▶ _RECORDS FOR PROCESSING_
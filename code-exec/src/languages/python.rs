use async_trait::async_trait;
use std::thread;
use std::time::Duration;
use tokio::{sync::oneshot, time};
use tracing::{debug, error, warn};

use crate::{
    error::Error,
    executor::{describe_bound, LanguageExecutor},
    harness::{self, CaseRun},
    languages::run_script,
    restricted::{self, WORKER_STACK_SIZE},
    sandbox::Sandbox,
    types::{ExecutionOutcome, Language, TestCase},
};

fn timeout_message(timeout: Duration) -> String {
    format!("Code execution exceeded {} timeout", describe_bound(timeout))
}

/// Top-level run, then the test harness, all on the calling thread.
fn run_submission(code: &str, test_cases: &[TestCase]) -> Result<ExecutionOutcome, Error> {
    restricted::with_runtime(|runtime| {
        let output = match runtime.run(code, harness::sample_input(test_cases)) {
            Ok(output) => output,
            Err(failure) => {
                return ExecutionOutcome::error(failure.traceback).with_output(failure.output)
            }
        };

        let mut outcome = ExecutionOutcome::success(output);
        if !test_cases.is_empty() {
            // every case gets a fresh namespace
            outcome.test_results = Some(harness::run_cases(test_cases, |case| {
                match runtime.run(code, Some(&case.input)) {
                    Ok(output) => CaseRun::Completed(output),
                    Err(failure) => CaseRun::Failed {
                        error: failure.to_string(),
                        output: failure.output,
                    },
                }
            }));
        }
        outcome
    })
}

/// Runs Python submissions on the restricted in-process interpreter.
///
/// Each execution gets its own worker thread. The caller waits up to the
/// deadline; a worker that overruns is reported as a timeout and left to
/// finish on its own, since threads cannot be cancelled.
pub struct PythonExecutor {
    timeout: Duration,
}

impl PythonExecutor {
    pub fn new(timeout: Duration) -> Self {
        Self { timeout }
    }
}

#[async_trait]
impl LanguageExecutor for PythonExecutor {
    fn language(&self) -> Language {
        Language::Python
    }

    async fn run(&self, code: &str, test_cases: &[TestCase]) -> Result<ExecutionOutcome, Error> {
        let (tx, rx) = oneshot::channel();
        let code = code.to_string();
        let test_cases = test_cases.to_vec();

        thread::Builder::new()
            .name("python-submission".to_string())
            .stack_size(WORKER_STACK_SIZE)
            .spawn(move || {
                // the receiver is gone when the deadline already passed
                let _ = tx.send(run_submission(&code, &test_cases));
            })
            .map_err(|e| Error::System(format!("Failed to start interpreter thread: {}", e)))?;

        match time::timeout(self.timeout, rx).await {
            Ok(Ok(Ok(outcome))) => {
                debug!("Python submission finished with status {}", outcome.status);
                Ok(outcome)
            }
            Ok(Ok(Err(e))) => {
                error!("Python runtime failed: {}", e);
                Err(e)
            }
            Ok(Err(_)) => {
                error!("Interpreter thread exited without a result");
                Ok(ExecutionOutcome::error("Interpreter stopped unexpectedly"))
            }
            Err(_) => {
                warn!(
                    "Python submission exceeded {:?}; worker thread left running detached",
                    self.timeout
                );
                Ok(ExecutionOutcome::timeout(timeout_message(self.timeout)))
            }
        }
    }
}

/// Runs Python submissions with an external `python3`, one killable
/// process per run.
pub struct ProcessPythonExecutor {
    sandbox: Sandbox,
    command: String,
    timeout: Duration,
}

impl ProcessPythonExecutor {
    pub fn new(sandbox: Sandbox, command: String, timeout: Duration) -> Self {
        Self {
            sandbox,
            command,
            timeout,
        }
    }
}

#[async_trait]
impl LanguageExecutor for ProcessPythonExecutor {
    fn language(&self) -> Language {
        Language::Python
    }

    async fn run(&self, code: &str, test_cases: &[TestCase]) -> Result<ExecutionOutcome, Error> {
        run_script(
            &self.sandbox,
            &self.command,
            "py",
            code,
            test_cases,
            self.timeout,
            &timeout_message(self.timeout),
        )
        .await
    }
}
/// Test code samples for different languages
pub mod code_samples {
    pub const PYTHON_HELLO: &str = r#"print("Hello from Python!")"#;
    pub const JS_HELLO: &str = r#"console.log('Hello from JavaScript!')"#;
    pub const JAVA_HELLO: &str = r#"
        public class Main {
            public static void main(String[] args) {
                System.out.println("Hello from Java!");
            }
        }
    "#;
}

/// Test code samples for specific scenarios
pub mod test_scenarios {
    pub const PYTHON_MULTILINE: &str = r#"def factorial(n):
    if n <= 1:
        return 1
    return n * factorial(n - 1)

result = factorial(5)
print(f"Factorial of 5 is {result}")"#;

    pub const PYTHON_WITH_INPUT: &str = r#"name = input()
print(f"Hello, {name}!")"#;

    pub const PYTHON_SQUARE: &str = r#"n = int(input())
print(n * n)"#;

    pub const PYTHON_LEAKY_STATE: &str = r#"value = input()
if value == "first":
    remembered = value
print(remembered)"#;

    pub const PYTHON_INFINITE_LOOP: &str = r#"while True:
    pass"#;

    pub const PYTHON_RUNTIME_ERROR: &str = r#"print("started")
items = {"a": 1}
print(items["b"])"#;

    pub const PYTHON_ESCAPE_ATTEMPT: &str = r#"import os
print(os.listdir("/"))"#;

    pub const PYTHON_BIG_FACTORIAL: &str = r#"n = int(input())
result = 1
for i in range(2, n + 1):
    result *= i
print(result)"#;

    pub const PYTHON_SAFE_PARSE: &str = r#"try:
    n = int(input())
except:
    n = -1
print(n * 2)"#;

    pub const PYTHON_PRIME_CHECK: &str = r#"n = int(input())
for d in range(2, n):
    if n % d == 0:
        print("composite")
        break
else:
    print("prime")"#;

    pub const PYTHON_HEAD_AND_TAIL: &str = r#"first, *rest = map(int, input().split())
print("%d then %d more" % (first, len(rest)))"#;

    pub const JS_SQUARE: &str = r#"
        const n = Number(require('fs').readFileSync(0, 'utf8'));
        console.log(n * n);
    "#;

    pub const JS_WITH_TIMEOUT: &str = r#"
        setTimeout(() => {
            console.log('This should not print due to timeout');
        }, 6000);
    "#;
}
==
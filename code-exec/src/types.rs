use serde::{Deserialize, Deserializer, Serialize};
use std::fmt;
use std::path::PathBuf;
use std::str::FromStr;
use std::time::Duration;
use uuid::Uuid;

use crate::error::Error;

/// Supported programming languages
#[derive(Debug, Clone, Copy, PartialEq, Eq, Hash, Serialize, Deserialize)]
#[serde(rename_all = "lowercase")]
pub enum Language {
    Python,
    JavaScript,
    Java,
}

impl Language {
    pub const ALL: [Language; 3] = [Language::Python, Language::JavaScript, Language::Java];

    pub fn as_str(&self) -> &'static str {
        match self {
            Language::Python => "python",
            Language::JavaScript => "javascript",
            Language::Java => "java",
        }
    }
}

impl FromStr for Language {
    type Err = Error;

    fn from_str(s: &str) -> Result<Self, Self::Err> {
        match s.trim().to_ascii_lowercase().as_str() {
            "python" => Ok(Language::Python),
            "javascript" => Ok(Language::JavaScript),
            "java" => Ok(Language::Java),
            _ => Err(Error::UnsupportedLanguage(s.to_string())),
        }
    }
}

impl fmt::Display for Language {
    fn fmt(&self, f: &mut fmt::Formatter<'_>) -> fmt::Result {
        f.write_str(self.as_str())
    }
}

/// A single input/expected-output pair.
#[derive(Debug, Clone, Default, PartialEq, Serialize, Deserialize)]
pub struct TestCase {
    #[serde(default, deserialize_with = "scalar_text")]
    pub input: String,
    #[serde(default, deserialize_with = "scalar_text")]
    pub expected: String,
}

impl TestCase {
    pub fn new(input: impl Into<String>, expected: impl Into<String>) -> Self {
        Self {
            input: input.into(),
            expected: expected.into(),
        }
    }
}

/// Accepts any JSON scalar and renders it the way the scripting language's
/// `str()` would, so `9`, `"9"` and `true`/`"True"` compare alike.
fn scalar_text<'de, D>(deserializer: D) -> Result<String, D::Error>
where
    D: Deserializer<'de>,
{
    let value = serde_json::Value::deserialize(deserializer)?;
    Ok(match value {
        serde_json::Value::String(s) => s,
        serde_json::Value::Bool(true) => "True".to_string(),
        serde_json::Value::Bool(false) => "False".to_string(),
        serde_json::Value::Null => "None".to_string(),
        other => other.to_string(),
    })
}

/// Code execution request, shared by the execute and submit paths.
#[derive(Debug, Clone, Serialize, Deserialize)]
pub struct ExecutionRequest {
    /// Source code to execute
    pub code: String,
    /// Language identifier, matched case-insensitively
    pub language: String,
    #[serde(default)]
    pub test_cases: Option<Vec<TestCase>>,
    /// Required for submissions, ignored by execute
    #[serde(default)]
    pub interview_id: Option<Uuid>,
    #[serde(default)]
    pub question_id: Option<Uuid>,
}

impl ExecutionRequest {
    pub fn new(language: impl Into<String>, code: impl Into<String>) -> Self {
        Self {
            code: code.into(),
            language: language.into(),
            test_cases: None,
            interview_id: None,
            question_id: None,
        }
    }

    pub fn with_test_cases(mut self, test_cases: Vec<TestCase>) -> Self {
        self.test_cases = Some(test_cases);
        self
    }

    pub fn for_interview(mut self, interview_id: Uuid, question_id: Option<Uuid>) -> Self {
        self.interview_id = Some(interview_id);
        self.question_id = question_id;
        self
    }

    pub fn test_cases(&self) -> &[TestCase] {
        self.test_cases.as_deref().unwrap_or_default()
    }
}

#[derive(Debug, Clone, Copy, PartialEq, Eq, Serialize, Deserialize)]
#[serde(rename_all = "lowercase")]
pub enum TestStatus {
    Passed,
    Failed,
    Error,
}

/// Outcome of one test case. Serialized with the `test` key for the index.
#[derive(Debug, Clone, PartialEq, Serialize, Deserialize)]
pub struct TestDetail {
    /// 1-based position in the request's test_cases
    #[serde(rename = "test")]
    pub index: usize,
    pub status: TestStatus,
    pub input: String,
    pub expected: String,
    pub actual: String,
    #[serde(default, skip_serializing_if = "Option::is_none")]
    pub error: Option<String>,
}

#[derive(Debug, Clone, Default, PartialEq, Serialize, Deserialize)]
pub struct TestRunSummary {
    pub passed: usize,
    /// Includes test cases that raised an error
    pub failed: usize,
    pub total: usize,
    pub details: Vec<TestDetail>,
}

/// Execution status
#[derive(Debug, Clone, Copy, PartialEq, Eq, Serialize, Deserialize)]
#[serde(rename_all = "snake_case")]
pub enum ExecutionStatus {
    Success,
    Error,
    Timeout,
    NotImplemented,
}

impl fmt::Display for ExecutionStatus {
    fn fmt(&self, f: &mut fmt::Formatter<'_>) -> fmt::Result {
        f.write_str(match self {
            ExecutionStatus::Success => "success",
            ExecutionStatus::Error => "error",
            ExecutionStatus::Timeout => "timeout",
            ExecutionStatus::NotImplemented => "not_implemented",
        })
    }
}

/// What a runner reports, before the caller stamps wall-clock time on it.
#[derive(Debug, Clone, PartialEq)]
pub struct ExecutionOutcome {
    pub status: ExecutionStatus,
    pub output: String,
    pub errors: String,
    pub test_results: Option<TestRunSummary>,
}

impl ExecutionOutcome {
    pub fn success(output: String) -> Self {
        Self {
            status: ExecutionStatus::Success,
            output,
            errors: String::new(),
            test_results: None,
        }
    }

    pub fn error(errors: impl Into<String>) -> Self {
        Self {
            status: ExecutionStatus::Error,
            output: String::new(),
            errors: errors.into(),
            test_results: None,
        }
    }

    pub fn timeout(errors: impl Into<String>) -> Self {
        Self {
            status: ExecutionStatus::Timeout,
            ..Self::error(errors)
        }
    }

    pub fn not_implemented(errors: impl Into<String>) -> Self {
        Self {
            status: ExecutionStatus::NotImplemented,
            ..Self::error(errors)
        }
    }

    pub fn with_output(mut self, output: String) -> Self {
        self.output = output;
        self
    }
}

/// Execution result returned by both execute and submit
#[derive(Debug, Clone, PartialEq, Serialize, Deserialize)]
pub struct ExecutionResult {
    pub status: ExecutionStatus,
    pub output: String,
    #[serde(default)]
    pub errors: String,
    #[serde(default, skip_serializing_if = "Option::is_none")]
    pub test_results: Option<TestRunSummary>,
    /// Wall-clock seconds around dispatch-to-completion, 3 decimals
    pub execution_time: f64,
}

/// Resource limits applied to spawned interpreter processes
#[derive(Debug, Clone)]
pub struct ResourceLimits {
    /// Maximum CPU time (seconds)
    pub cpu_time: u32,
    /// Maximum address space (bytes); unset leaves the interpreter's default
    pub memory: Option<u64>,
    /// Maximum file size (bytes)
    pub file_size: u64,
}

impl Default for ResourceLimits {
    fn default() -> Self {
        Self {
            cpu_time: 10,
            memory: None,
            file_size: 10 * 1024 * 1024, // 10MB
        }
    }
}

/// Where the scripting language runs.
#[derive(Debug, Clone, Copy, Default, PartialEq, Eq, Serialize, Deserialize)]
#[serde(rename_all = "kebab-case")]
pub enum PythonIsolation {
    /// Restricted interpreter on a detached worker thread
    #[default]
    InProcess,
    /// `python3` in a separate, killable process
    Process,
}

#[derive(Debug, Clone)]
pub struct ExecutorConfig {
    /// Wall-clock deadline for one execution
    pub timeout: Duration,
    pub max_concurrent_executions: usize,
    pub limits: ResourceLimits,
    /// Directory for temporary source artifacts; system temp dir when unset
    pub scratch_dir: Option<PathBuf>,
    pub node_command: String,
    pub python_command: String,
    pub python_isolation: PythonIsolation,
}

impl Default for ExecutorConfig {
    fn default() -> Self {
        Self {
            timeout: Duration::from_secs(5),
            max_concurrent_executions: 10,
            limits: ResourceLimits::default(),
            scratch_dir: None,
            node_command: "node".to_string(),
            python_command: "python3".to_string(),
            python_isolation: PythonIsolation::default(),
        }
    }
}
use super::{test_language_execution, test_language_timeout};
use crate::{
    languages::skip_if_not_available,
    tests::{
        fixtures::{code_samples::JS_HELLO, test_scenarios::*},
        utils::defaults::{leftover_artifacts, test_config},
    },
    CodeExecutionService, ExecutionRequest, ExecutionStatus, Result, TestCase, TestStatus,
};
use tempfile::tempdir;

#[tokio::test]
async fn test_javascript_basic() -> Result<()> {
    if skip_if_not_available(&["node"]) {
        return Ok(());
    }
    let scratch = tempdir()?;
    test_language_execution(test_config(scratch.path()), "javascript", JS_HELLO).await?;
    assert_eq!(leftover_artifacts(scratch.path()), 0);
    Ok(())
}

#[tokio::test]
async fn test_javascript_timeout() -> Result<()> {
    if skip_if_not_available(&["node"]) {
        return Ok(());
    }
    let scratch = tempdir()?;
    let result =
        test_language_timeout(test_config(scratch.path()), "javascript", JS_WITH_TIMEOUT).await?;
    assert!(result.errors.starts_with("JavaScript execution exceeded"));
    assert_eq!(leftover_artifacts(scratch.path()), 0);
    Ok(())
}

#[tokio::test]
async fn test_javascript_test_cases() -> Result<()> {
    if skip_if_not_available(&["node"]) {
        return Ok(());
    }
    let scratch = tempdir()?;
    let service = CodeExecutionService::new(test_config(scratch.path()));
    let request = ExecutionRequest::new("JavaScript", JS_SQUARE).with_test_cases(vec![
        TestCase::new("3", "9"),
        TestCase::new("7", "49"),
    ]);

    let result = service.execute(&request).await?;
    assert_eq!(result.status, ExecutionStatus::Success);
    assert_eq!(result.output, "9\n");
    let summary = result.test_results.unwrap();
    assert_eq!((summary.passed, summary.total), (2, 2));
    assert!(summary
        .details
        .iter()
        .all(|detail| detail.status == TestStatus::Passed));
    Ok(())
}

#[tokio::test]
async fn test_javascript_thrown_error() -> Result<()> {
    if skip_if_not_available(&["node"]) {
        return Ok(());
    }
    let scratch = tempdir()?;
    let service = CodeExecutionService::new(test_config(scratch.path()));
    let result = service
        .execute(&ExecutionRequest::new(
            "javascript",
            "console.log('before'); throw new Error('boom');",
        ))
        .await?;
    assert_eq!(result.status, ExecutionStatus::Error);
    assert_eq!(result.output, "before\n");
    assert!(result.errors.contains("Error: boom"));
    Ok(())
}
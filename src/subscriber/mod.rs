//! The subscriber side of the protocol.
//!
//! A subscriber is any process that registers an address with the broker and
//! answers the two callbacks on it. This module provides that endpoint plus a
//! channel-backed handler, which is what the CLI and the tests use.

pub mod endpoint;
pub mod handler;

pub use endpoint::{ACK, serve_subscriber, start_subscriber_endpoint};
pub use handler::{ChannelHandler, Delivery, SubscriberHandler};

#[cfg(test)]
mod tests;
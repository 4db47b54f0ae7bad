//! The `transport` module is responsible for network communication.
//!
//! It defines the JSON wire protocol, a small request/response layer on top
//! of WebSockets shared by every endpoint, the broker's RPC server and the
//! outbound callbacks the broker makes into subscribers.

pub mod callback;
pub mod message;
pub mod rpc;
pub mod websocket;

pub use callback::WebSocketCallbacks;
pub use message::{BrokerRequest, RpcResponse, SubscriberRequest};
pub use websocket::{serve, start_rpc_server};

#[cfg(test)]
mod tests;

▶ _TASK BRIEF_
Set down only the lines above that fall between the line holding "filename code-exec/src/languages/python.rs" and the line holding "the calling thread.", inclusive, keeping each exact.

▶ _TASK OUTPUT_
filename code-exec/src/languages/python.rs
use async_trait::async_trait;
use std::thread;
use std::time::Duration;
use tokio::{sync::oneshot, time};
use tracing::{debug, error, warn};

use crate::{
    error::Error,
    executor::{describe_bound, LanguageExecutor},
    harness::{self, CaseRun},
    languages::run_script,
    restricted::{self, WORKER_STACK_SIZE},
    sandbox::Sandbox,
    types::{ExecutionOutcome, Language, TestCase},
};

fn timeout_message(timeout: Duration) -> String {
    format!("Code execution exceeded {} timeout", describe_bound(timeout))
}

/// Top-level run, then the test harness, all on the calling thread.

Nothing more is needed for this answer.